The methanol extract of C. arborea was also evaluated in the tail immersion test as well as tail flick test for its analgesic activity. The extract effective against acute phasic pain and the effect are mediated centrally at the supraspinal level. Alternatively, the damping of this effect with high dose of extract may results from the coexistence of components with two of this extract, which may block pain inhibition pathways of the brain. Such a mode of action is proposed for opioid analgesic such as morphine. It also reported that the inhibition of pain could arise not only from the presence of opioids and/or opiodiomimetics but could also arise from the presence of phenolic constituents (De Campos et al., 1997) and also steroidal constituents (Miguel et al., 1996). So, it may be due to the similar type of constituents present in the extract of methanol extract of C. arborea which is, exhibited the analgesic activity.
The effect on the CNS of the different dose of methanol extract of C. arborea was produced a significant increase in the hypnotic effect induced by the phenobabitone, in a dose dependent manner, thus suggesting a profile sedative activity. It should be emphasized that the method employed for this assay is considered as a very sensitive way and denote agent with depressor activity on the CNS. The sedative effect recorded here may be related to an interaction with benzodiazepines and related compounds that bind to receptors in the CNS and have already been identified in certain plant extracts.
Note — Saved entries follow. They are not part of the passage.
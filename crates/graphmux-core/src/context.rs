//! Explicit execution context.
//!
//! The context is threaded as a parameter into every function that needs to
//! know which side it runs on, never read from module-global state. On the
//! server each incoming request carries its own isolated context.

use serde::{Deserialize, Serialize};

/// Which side of the render boundary the code executes on.
#[derive(Debug, Clone, Copy, PartialEq, Eq, Serialize, Deserialize)]
#[serde(rename_all = "lowercase")]
pub enum ExecutionSide {
    /// Server rendering a request.
    Server,
    /// Browser after hydration.
    Browser,
}

/// Execution context for one process (browser) or one request (server).
#[derive(Debug, Clone, PartialEq, Eq)]
pub struct ExecutionContext {
    /// Execution side.
    pub side: ExecutionSide,
    /// The forwarded request's raw `Cookie` header, server side only.
    pub request_cookie_header: Option<String>,
}

impl ExecutionContext {
    /// Context for a server render of one incoming request.
    #[must_use]
    pub fn server(request_cookie_header: Option<String>) -> Self {
        Self {
            side: ExecutionSide::Server,
            request_cookie_header,
        }
    }

    /// Context for the browser.
    #[must_use]
    pub const fn browser() -> Self {
        Self {
            side: ExecutionSide::Browser,
            request_cookie_header: None,
        }
    }

    /// Returns `true` when running in the browser.
    #[must_use]
    pub fn is_browser(&self) -> bool {
        self.side == ExecutionSide::Browser
    }

    /// Look up one cookie value from the forwarded request header.
    ///
    /// Reads only the request's own header, never an ambient jar, so
    /// concurrent requests stay isolated.
    #[must_use]
    pub fn request_cookie(&self, name: &str) -> Option<String> {
        let header = self.request_cookie_header.as_deref()?;
        header.split(';').find_map(|pair| {
            let (key, value) = pair.split_once('=')?;
            (key.trim() == name).then(|| value.trim().to_string())
        })
    }
}

#[cfg(test)]
mod tests {
    use super::*;

    #[test]
    fn parses_cookie_from_request_header() {
        let ctx = ExecutionContext::server(Some(
            "session=abc; apollo:default.token=tok123; theme=dark".to_string(),
        ));
        assert_eq!(
            ctx.request_cookie("apollo:default.token").as_deref(),
            Some("tok123")
        );
        assert_eq!(ctx.request_cookie("missing"), None);
    }

    #[test]
    fn browser_context_has_no_request_cookies() {
        let ctx = ExecutionContext::browser();
        assert!(ctx.is_browser());
        assert_eq!(ctx.request_cookie("session"), None);
    }
}
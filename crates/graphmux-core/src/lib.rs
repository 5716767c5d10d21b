//! graphmux core - configuration and auth plumbing for multi-client GraphQL.
//!
//! This crate provides:
//! - The per-client configuration model and its normalizer.
//! - The explicit execution context (server render vs browser).
//! - Auth token resolution with hook overrides and storage branching.
//! - Typed GraphQL operations, requests, and responses.
//! - The error taxonomy shared by every transport.

#![forbid(unsafe_code)]
#![warn(clippy::all, clippy::pedantic, clippy::nursery)]
#![allow(clippy::module_name_repetitions)]
#![allow(clippy::missing_errors_doc)]
#![allow(clippy::must_use_candidate)]
#![allow(clippy::return_self_not_must_use)]

mod auth;
mod config;
mod context;
mod error;
mod hooks;
mod operation;

pub use auth::{
    format_auth_value, resolve_auth_header_value, resolve_token, stored_token, SessionStore,
};
pub use config::{
    normalize, ClientConfig, ClientConfigSource, ConfigLoader, CookieAttributes, FetchPolicy,
    HttpLinkOptions, InMemoryCacheOptions, JsonConfigLoader, ModuleConfig, ModuleOptions,
    ModuleOptionsInput, RawClientConfig, TokenStorage, WsLinkOptions,
};
pub use context::{ExecutionContext, ExecutionSide};
pub use error::{
    ClientError, GraphqlError, GraphqlErrorLocation, GraphqlPathSegment, HttpErrorInfo, SetupError,
};
pub use hooks::{AuthEvent, ErrorEvent, Hooks};
pub use operation::{
    GraphqlOperation, GraphqlQuery, GraphqlRequest, GraphqlResponse, OperationKind,
};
A myorelaxant effect was observed only with the higher dose of methanol extract of C. arborea which resulted in an increase in the number of falls and a decrease in the time on the bar as detected by the rotarod test. The intensity of reduction in exploratory behaviors in the treated animal groups which reflects the same line of action like the standard reference drug benzodiazipine, which acts as a anxiolytics (at low doses), anticonvulsants, and also produce sedation and a myorelaxant effect at higher doses (Onaivi et al., 1992). The reduction in exploratory behavior in animals treated with methanol extract of C. arborea is similar with the action of other CNS depressant agents. A significant lack in motor coordination and muscle relaxant activity was also noted in animals treated with the extract.
It has been reported that C. arborea contains triterpenoids, flavonoids, coumarin saponins and tannins. A number of scientific reports indicated that triterpenoids produced CNS depressant action (Chattopadhyay et al., 2003). Therefore, the presence of triterpenoids in methanol extract of C. arborea may be responsible for the CNS activity. Since the pharmacological profiles of the present investigation of the methanol extract of C. arborea was similar to that of bezodiazipine it is also possible that they might interact with benzodiazepine receptor located adjacent to the GABA receptor.
The use of methanol extract of C. arborea in folkloric medicine may be due to its CNS action and relief of pain validated by these findings.
The study was approved by the Ethical Committee of the J. K. K. Nataraja College of Pharmacy. All animal experiments were carried out according to the law of Animal Experiments Guidelines approved by National Institute of Health (NIH).
The author also gratefully acknowledge the Mrs. N. Sendamaraai, Secretary and Correspondent, J. K. K. Nataraja Educational Institution Komarapalayam, Tamilnadu, India, for provided the abound facilities.